In a classic case of so-called reverse discrimination, the court reversed a lower court decision and agreed with the claims of Joseph Quinn, Sean O’Brien, Robert Dillon and Joseph Sullivan, who argued that a quota system established nearly 30 years ago to redress low minority representation in the department was no longer constitutionally permissible because its goal of racial parity had already been met.
At issue was a consent decree enacted in 1974 that was designed to help blacks and Hispanics gain entry into the department. The decree required that one minority would be hired for every white hired. The practice was to end when the city achieved a complement of minority firefighters commensurate with the percentage of minorities in the community.

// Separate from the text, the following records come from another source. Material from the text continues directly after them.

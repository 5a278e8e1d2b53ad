// SPDX-License-Identifier: MIT OR Apache-2.0

use tasker_auth::guard;
use tasker_core::{Comment, CommentId, NewComment, TaskId, UserId};
use tasker_store::Store;

use crate::engine::Engine;
use crate::error::{EngineError, Resource};

impl<S> Engine<S>
where
    S: Store,
{
    /// Comment on a task. Any project member may.
    pub fn add_comment(
        &mut self,
        caller: UserId,
        new: NewComment,
    ) -> Result<Comment, EngineError> {
        let Some(task) = self.store.task(new.task)? else {
            return Err(EngineError::NotFound(Resource::Task));
        };
        let resolution = self.resolution_for(caller, &task)?;
        guard::comment::create(resolution.role)?;

        Ok(self.store.insert_comment(new, caller)?)
    }

    pub fn comments(&self, caller: UserId, task: TaskId) -> Result<Vec<Comment>, EngineError> {
        let Some(task) = self.store.task(task)? else {
            return Err(EngineError::NotFound(Resource::Task));
        };
        let resolution = self.resolution_for(caller, &task)?;
        guard::task::view(resolution.role)?;

        Ok(self.store.comments_for_task(task.id)?)
    }

    /// Edit a comment's content. Author, admins and the owner only.
    pub fn update_comment(
        &mut self,
        caller: UserId,
        id: CommentId,
        content: String,
    ) -> Result<Comment, EngineError> {
        let Some(mut comment) = self.store.comment(id)? else {
            return Err(EngineError::NotFound(Resource::Comment));
        };
        let resolution = self.resolution_for(caller, &comment)?;
        guard::comment::update(caller, &comment, resolution.role)?;

        comment.content = content;
        if !self.store.update_comment(&comment)? {
            return Err(EngineError::NotFound(Resource::Comment));
        }
        Ok(comment)
    }

    /// Delete a comment. Author, admins and the owner only.
    pub fn delete_comment(&mut self, caller: UserId, id: CommentId) -> Result<(), EngineError> {
        let Some(comment) = self.store.comment(id)? else {
            return Err(EngineError::NotFound(Resource::Comment));
        };
        let resolution = self.resolution_for(caller, &comment)?;
        guard::comment::delete(caller, &comment, resolution.role)?;

        self.store.delete_comment(id)?;
        Ok(())
    }
}
// SPDX-License-Identifier: MIT OR Apache-2.0

use serde::{Deserialize, Serialize};

use crate::task::TaskStatus;
use crate::types::{SubtaskId, TaskId, Timestamp};

/// A step within a task. Subtasks carry no author of their own; their authorization context is
/// inherited from the parent task's project.
#[derive(Clone, Debug, PartialEq, Eq, Serialize, Deserialize)]
pub struct Subtask {
    pub id: SubtaskId,
    pub task: TaskId,
    pub title: String,
    pub status: TaskStatus,
    pub created_at: Timestamp,
    pub updated_at: Timestamp,
}

/// Payload for creating a subtask.
#[derive(Clone, Debug, PartialEq, Eq, Serialize, Deserialize)]
pub struct NewSubtask {
    pub task: TaskId,
    pub title: String,
    #[serde(default)]
    pub status: TaskStatus,
}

The Appeals Court found that in November 2000 blacks and Hispanics comprised slightly over 38 percent of Boston’s overall population. At the same time, blacks and Hispanics comprised approximately 40 percent of the firefighters within the department.
Despite average scores of 99 on the Civil Service exam, none of the four was hired in the fall of 2000 when 50 firefighters positions were filled. At least 23 minority applicants with lower scores were hired, prompting the suit against Mayor Thomas Menino and other city officials.
The Appeals Court ruled that city officials violated the men’s constitutional rights “by depriving them of an equal opportunity to compete for positions in the BFD.”
The court concluded that “a public employer who consents to the use of race as a factor in order to palliate the lingering effects of past discrimination must maintain continuous oversight in order to ensure that the decree works the least possible harm to other innocent persons competing for employment. . . . The City applied a consent-decree, previously held to be constitutional, for too long.”
The court ordered the case remanded to the federal district court for corrective action.
One of the four men, Joseph Quinn, was hired earlier this year after scoring 100 on the test. The other three, along with another man who recently joined the suit, now expect to be working in the fire department in the near future. They may also seek seniority and back pay.
O’Brien, a 35-year-old emergency medical technician, has been trying to follow in his late father’s footsteps for many years. He was 8 years old when his father, a captain and 30-year veteran of the fire department, passed away.
“It was great to finally get some good news,” he said this week. “I still have my father’s helmet and his badge, and I’ll ask by mother to pin the badge on me when we have the graduation ceremonies.”